(The problem): Among the entries below, count the lines that contain the word "message". Respond with the count only.

(Dataset records):

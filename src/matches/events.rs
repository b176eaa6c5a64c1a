use sqlx::{PgPool, Postgres, Transaction};
use uuid::Uuid;

use crate::errors::ServiceError;
use crate::matches::status::MatchStatus;
use crate::matches::validation::EventValidator;
use crate::models::event::{AppendEventRequest, EventType, MatchEvent, ScoreEffect};
use crate::models::matches::Match;

/// Service owning the append-only event ledger. Every append is one
/// transaction covering the ledger insert and the score movement, so
/// concurrent operators can never leave the running score out of step
/// with the recorded events.
#[derive(Debug)]
pub struct EventService {
    pool: PgPool,
    validator: EventValidator,
}

impl EventService {
    pub fn new(pool: PgPool) -> Self {
        Self {
            pool,
            validator: EventValidator::new(),
        }
    }

    pub async fn append_event(
        &self,
        match_id: Uuid,
        request: &AppendEventRequest,
        created_by: Uuid,
    ) -> Result<MatchEvent, ServiceError> {
        self.validator.validate_append(request)?;

        let mut tx = self.pool.begin().await?;

        // Locking the match row serializes appends and status transitions
        // for this match.
        let current = sqlx::query_as::<_, Match>(
            "SELECT * FROM matches WHERE id = $1 FOR UPDATE",
        )
        .bind(match_id)
        .fetch_optional(&mut *tx)
        .await?
        .ok_or_else(|| ServiceError::not_found("match"))?;

        let in_shootout = current.status.allows_shootout_events();
        if in_shootout {
            if !request.event_type.is_shootout_kind() {
                return Err(ServiceError::InvalidState {
                    match_id,
                    status: current.status.to_string(),
                });
            }
        } else if !current.status.is_live() {
            return Err(ServiceError::InvalidState {
                match_id,
                status: current.status.to_string(),
            });
        }

        if let Some(team_id) = request.team_id {
            self.validator.validate_team_side(
                team_id,
                current.home_team_id,
                current.away_team_id,
            )?;
            if let Some(player_id) = request.player_id {
                self.ensure_in_squad(&mut tx, player_id, team_id).await?;
            }
            if let Some(related_id) = request.related_player_id {
                self.ensure_in_squad(&mut tx, related_id, team_id).await?;
            }
        }

        // A retried append with the same client key returns the original
        // record and moves nothing.
        if let Some(client_key) = request.client_key {
            let existing = sqlx::query_as::<_, MatchEvent>(
                "SELECT * FROM match_events WHERE match_id = $1 AND client_key = $2",
            )
            .bind(match_id)
            .bind(client_key)
            .fetch_optional(&mut *tx)
            .await?;

            if let Some(existing) = existing {
                tracing::info!(
                    "Duplicate append for match {} with client key {}, returning event {}",
                    match_id,
                    client_key,
                    existing.id
                );
                return Ok(existing);
            }
        }

        let event = sqlx::query_as::<_, MatchEvent>(
            r#"
            INSERT INTO match_events (
                id, match_id, event_type, minute, team_id, player_id,
                related_player_id, description, in_shootout, client_key,
                created_by
            ) VALUES ($1, $2, $3, $4, $5, $6, $7, $8, $9, $10, $11)
            RETURNING *
            "#,
        )
        .bind(Uuid::new_v4())
        .bind(match_id)
        .bind(request.event_type)
        .bind(request.minute)
        .bind(request.team_id)
        .bind(request.player_id)
        .bind(request.related_player_id)
        .bind(request.description.as_deref())
        .bind(in_shootout)
        .bind(request.client_key)
        .bind(created_by)
        .fetch_one(&mut *tx)
        .await?;

        self.apply_score_effect(&mut tx, &current, &event, 1).await?;

        tx.commit().await?;

        tracing::info!(
            "Recorded {} at minute {} for match {}",
            event.event_type,
            event.minute,
            match_id
        );

        Ok(event)
    }

    /// Append a compensating record retracting an earlier event. The
    /// ledger stays append-only; the original row is untouched and the
    /// correction reverses its score effect.
    pub async fn void_event(
        &self,
        match_id: Uuid,
        event_id: Uuid,
        created_by: Uuid,
    ) -> Result<MatchEvent, ServiceError> {
        let mut tx = self.pool.begin().await?;

        let current = sqlx::query_as::<_, Match>(
            "SELECT * FROM matches WHERE id = $1 FOR UPDATE",
        )
        .bind(match_id)
        .fetch_optional(&mut *tx)
        .await?
        .ok_or_else(|| ServiceError::not_found("match"))?;

        // Corrections are open from kickoff until the match closes.
        let voidable = current.status.is_live()
            || current.status == MatchStatus::HalfTime
            || current.status.allows_shootout_events();
        if !voidable {
            return Err(ServiceError::InvalidState {
                match_id,
                status: current.status.to_string(),
            });
        }

        let target = sqlx::query_as::<_, MatchEvent>(
            "SELECT * FROM match_events WHERE id = $1 AND match_id = $2",
        )
        .bind(event_id)
        .bind(match_id)
        .fetch_optional(&mut *tx)
        .await?
        .ok_or_else(|| ServiceError::not_found("event"))?;

        if target.event_type == EventType::EventVoided {
            return Err(ServiceError::validation("cannot void a correction record"));
        }

        let already_voided = sqlx::query_as::<_, (Uuid,)>(
            "SELECT id FROM match_events WHERE voids_event_id = $1",
        )
        .bind(event_id)
        .fetch_optional(&mut *tx)
        .await?;
        if already_voided.is_some() {
            return Err(ServiceError::Conflict(format!(
                "event {} is already voided",
                event_id
            )));
        }

        let void = sqlx::query_as::<_, MatchEvent>(
            r#"
            INSERT INTO match_events (
                id, match_id, event_type, minute, team_id, in_shootout,
                voids_event_id, created_by
            ) VALUES ($1, $2, 'event_voided', $3, $4, $5, $6, $7)
            RETURNING *
            "#,
        )
        .bind(Uuid::new_v4())
        .bind(match_id)
        .bind(target.minute)
        .bind(target.team_id)
        .bind(target.in_shootout)
        .bind(target.id)
        .bind(created_by)
        .fetch_one(&mut *tx)
        .await?;

        self.apply_score_effect(&mut tx, &current, &target, -1).await?;

        tx.commit().await?;

        tracing::info!(
            "Voided event {} ({}) on match {}",
            target.id,
            target.event_type,
            match_id
        );

        Ok(void)
    }

    /// Ledger in insertion order, or minute-ascending with insertion
    /// order as the tie-break (manual minutes are not unique).
    pub async fn list_events(
        &self,
        match_id: Uuid,
        minute_order: bool,
    ) -> Result<Vec<MatchEvent>, ServiceError> {
        // Distinguish an unknown match from a match without events.
        sqlx::query_as::<_, (Uuid,)>("SELECT id FROM matches WHERE id = $1")
            .bind(match_id)
            .fetch_optional(&self.pool)
            .await?
            .ok_or_else(|| ServiceError::not_found("match"))?;

        let sql = if minute_order {
            "SELECT * FROM match_events WHERE match_id = $1 ORDER BY minute ASC, sequence ASC"
        } else {
            "SELECT * FROM match_events WHERE match_id = $1 ORDER BY sequence ASC"
        };

        let events = sqlx::query_as::<_, MatchEvent>(sql)
            .bind(match_id)
            .fetch_all(&self.pool)
            .await?;

        Ok(events)
    }

    /// Move the scoreboard for a scoring event, or reverse it for a void
    /// (`delta` -1). Relative SQL increments keep concurrent appends from
    /// losing updates; the event's team reference picks the side, with
    /// own goals credited to the opposition.
    async fn apply_score_effect(
        &self,
        tx: &mut Transaction<'_, Postgres>,
        current: &Match,
        event: &MatchEvent,
        delta: i32,
    ) -> Result<(), ServiceError> {
        if event.in_shootout {
            if event.event_type != EventType::PenaltyGoal {
                return Ok(());
            }
            let team_id = event
                .team_id
                .ok_or_else(|| ServiceError::validation("shootout kick without a team"))?;
            sqlx::query(
                r#"
                UPDATE matches SET
                    home_shootout_score = home_shootout_score
                        + CASE WHEN $2 = home_team_id THEN $3 ELSE 0 END,
                    away_shootout_score = away_shootout_score
                        + CASE WHEN $2 = away_team_id THEN $3 ELSE 0 END,
                    updated_at = NOW()
                WHERE id = $1
                "#,
            )
            .bind(current.id)
            .bind(team_id)
            .bind(delta)
            .execute(&mut **tx)
            .await?;
            return Ok(());
        }

        let credited_team = match event.event_type.score_effect() {
            ScoreEffect::None => return Ok(()),
            ScoreEffect::ForTeam => event
                .team_id
                .ok_or_else(|| ServiceError::validation("scoring event without a team"))?,
            ScoreEffect::AgainstTeam => {
                let team_id = event
                    .team_id
                    .ok_or_else(|| ServiceError::validation("own goal without a team"))?;
                if team_id == current.home_team_id {
                    current.away_team_id
                } else {
                    current.home_team_id
                }
            }
        };

        sqlx::query(
            r#"
            UPDATE matches SET
                home_score = home_score + CASE WHEN $2 = home_team_id THEN $3 ELSE 0 END,
                away_score = away_score + CASE WHEN $2 = away_team_id THEN $3 ELSE 0 END,
                updated_at = NOW()
            WHERE id = $1
            "#,
        )
        .bind(current.id)
        .bind(credited_team)
        .bind(delta)
        .execute(&mut **tx)
        .await?;

        Ok(())
    }

    async fn ensure_in_squad(
        &self,
        tx: &mut Transaction<'_, Postgres>,
        player_id: Uuid,
        team_id: Uuid,
    ) -> Result<(), ServiceError> {
        let found = sqlx::query_as::<_, (Uuid,)>(
            "SELECT id FROM players WHERE id = $1 AND team_id = $2",
        )
        .bind(player_id)
        .bind(team_id)
        .fetch_optional(&mut **tx)
        .await?;

        if found.is_none() {
            return Err(ServiceError::validation(format!(
                "player {} is not in the squad of team {}",
                player_id, team_id
            )));
        }
        Ok(())
    }
}
use std::net::TcpListener;
use std::time::Duration;

use secrecy::ExposeSecret;
use sqlx::postgres::PgPoolOptions;

use pitchside_backend::config::settings::{get_config, get_jwt_settings};
use pitchside_backend::run;
use pitchside_backend::telemetry::{get_subscriber, init_subscriber};

#[tokio::main]
async fn main() -> std::io::Result<()> {
    // Panic if we can't read the config
    let config = get_config().expect("Failed to read the config.");

    let subscriber = get_subscriber(
        "pitchside-backend".into(),
        config.application.log_level.clone(),
        std::io::stdout,
    );
    init_subscriber(subscriber);

    let jwt_settings = get_jwt_settings(&config);

    // Only try to establish connection when actually used
    let connection_pool = PgPoolOptions::new()
        .max_connections(32)
        .acquire_timeout(Duration::from_secs(10))
        .idle_timeout(Duration::from_secs(600))
        .max_lifetime(Duration::from_secs(1800))
        .connect_lazy(config.database.connection_string().expose_secret())
        .expect("Failed to create Postgres connection pool");

    let address = format!("{}:{}", config.application.host, config.application.port);
    let listener = TcpListener::bind(&address)?;
    tracing::info!("Listening on {}", address);

    run(
        listener,
        connection_pool,
        jwt_settings,
        config.lineup.policy,
    )?
    .await
}
use actix_web::{web, HttpResponse, Result};
use serde_json::json;
use sqlx::PgPool;
use uuid::Uuid;

use crate::handlers::error_response;
use crate::matches::events::EventService;
use crate::middleware::auth::Claims;
use crate::models::event::{AppendEventRequest, ListEventsQuery};

/// Append an event to the match ledger
#[tracing::instrument(
    name = "Append match event",
    skip(request, pool, claims),
    fields(
        match_id = %match_id,
        event_type = %request.event_type,
        minute = %request.minute,
        operator = %claims.username
    )
)]
pub async fn append_match_event(
    match_id: Uuid,
    request: web::Json<AppendEventRequest>,
    pool: web::Data<PgPool>,
    claims: web::ReqData<Claims>,
) -> Result<HttpResponse> {
    let Some(user_id) = claims.user_id() else {
        return Ok(HttpResponse::Unauthorized().json(json!({
            "success": false,
            "message": "Invalid user id in token"
        })));
    };

    let event_service = EventService::new(pool.get_ref().clone());

    match event_service.append_event(match_id, &request, user_id).await {
        Ok(event) => {
            tracing::info!("Event {} recorded for match {}", event.id, match_id);
            Ok(HttpResponse::Created().json(json!({
                "success": true,
                "message": "Event recorded",
                "data": event
            })))
        }
        Err(e) => {
            tracing::warn!("Event rejected for match {}: {}", match_id, e);
            Ok(error_response(&e))
        }
    }
}

/// Retract an event with a compensating record
#[tracing::instrument(
    name = "Void match event",
    skip(pool, claims),
    fields(match_id = %match_id, event_id = %event_id, operator = %claims.username)
)]
pub async fn void_match_event(
    match_id: Uuid,
    event_id: Uuid,
    pool: web::Data<PgPool>,
    claims: web::ReqData<Claims>,
) -> Result<HttpResponse> {
    let Some(user_id) = claims.user_id() else {
        return Ok(HttpResponse::Unauthorized().json(json!({
            "success": false,
            "message": "Invalid user id in token"
        })));
    };

    let event_service = EventService::new(pool.get_ref().clone());

    match event_service.void_event(match_id, event_id, user_id).await {
        Ok(void) => Ok(HttpResponse::Created().json(json!({
            "success": true,
            "message": "Event voided",
            "data": void
        }))),
        Err(e) => Ok(error_response(&e)),
    }
}

/// Read the ledger in insertion or minute order
#[tracing::instrument(
    name = "Get match events",
    skip(query, pool),
    fields(match_id = %match_id, order = ?query.order)
)]
pub async fn get_match_events(
    match_id: Uuid,
    query: web::Query<ListEventsQuery>,
    pool: web::Data<PgPool>,
) -> Result<HttpResponse> {
    let minute_order = query.order.as_deref() == Some("minute");
    let event_service = EventService::new(pool.get_ref().clone());

    match event_service.list_events(match_id, minute_order).await {
        Ok(events) => Ok(HttpResponse::Ok().json(json!({
            "success": true,
            "data": events,
            "total_count": events.len()
        }))),
        Err(e) => Ok(error_response(&e)),
    }
}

(Response below): 4